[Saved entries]
= = = = =

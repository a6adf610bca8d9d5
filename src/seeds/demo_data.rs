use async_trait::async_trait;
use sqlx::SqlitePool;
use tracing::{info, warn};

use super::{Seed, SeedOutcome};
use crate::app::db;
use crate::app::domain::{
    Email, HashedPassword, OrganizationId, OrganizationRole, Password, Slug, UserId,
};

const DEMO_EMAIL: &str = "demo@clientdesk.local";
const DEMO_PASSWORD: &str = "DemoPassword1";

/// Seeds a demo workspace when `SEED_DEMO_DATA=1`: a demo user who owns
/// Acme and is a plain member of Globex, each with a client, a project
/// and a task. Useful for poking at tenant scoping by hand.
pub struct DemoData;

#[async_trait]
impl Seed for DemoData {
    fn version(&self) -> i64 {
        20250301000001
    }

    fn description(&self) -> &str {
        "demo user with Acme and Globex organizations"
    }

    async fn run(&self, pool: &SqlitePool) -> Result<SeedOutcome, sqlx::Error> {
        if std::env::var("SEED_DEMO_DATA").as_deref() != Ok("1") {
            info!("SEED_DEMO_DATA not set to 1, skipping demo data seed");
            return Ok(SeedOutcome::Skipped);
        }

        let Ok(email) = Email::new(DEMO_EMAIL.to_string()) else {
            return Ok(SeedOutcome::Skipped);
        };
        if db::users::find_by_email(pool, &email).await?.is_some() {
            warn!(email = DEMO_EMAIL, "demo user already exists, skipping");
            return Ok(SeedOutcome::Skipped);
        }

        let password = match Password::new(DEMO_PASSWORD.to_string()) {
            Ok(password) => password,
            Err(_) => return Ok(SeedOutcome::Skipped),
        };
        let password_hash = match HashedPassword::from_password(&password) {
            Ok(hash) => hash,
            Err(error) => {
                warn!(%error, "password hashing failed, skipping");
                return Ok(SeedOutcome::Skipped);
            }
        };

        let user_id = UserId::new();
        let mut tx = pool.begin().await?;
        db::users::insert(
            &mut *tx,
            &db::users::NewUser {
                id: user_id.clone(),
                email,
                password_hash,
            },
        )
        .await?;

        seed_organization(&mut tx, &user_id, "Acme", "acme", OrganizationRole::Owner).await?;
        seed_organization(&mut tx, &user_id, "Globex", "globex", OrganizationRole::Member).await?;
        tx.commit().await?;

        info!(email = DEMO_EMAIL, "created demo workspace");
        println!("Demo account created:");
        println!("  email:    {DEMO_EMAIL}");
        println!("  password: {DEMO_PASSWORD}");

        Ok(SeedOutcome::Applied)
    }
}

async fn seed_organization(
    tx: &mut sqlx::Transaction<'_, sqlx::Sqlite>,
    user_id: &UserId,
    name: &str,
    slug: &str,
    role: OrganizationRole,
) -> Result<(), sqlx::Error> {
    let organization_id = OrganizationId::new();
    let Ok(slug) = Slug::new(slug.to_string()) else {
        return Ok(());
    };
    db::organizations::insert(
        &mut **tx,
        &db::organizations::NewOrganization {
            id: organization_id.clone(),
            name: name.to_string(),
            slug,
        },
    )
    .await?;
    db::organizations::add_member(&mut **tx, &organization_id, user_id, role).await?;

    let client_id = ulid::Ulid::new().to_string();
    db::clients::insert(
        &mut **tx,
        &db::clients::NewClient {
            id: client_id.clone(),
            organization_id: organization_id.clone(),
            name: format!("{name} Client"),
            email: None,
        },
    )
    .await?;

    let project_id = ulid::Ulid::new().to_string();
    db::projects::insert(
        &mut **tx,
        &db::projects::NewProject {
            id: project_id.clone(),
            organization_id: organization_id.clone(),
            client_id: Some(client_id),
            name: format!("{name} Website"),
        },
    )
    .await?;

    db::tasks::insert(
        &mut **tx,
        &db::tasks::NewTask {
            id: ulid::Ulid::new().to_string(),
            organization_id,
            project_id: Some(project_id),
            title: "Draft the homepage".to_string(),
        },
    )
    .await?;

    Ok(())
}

= = = = =

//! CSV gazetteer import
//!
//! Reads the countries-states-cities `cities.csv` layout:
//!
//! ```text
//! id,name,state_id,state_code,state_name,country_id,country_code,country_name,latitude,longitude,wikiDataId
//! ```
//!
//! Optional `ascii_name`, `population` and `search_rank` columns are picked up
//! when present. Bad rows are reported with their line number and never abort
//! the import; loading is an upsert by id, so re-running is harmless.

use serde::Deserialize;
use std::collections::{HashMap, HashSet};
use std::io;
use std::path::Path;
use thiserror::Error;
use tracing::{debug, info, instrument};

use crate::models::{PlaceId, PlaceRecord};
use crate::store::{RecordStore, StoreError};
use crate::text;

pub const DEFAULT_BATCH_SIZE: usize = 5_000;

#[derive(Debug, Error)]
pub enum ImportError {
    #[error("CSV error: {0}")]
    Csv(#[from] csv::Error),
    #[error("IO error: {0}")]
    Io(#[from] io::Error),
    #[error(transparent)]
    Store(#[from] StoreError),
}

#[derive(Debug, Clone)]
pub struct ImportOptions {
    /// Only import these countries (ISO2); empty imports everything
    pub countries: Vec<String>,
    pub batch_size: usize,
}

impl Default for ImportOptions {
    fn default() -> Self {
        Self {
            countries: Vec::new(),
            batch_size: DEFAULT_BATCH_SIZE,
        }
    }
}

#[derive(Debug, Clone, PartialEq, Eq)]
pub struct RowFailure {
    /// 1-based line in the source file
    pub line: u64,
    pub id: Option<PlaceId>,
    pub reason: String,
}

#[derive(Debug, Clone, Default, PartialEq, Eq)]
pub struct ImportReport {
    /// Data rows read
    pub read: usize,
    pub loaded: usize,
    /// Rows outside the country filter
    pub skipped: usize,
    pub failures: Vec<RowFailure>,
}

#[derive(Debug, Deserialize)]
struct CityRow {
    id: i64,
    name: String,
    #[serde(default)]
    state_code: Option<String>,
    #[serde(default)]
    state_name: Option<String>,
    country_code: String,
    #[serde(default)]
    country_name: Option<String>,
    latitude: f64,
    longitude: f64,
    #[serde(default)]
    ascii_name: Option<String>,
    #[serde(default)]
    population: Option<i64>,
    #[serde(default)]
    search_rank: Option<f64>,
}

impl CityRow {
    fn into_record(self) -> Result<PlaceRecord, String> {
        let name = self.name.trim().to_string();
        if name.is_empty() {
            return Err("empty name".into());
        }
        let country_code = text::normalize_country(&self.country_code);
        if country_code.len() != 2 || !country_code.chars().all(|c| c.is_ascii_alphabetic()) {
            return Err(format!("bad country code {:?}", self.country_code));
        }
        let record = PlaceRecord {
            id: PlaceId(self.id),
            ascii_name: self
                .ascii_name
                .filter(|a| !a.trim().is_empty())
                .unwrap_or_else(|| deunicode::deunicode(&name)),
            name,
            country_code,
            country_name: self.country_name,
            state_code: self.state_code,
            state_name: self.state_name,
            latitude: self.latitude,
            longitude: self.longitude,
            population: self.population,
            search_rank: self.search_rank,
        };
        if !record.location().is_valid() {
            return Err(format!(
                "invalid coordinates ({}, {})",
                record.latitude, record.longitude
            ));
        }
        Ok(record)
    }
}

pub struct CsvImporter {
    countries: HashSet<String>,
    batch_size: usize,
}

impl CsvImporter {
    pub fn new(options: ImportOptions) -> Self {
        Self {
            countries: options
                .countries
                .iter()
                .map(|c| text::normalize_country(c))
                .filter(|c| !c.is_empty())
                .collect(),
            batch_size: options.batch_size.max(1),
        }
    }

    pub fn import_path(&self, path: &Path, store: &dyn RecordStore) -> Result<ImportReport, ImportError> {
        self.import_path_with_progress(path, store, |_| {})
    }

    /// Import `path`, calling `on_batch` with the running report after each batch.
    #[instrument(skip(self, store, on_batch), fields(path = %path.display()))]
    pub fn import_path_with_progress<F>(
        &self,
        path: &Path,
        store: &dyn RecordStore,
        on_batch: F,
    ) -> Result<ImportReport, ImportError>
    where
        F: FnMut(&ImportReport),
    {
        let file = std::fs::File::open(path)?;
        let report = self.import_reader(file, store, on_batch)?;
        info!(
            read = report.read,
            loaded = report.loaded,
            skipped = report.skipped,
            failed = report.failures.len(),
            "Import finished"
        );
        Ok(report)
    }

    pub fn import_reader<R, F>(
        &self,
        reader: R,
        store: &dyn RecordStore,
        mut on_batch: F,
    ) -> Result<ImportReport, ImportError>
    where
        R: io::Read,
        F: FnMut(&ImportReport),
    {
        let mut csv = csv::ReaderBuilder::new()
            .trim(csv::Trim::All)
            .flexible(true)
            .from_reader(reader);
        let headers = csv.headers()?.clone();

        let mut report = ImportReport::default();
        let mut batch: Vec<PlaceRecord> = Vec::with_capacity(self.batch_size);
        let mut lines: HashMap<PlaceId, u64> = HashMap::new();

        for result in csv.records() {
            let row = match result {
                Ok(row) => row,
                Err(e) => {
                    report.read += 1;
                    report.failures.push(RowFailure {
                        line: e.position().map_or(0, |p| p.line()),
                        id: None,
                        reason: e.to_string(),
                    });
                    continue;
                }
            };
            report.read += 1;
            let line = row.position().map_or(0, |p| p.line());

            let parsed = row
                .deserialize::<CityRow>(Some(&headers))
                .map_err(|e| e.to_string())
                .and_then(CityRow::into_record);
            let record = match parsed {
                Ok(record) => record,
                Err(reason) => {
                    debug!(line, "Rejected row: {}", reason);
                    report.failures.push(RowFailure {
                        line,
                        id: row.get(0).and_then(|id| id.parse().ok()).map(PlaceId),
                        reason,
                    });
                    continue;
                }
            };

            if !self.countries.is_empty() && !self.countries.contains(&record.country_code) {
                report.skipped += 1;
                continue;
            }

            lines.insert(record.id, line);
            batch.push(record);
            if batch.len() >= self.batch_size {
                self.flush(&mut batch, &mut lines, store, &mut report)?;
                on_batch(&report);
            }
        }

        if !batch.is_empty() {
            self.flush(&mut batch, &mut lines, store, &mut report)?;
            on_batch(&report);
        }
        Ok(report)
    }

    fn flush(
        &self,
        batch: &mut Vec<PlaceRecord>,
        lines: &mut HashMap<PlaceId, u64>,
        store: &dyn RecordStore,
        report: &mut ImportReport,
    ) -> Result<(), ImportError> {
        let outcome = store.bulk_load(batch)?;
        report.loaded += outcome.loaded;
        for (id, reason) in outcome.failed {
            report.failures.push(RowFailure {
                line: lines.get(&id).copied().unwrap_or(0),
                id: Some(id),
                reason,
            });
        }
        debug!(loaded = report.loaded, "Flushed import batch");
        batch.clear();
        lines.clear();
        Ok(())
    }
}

= = = = =

● Assigned task:
Check each line of the records for the string "derive" and copy those that have it.

● Solution to this exercise:
#[derive(Debug, Error)]
#[derive(Debug, Clone)]
#[derive(Debug, Clone, PartialEq, Eq)]
#[derive(Debug, Clone, Default, PartialEq, Eq)]
#[derive(Debug, Deserialize)]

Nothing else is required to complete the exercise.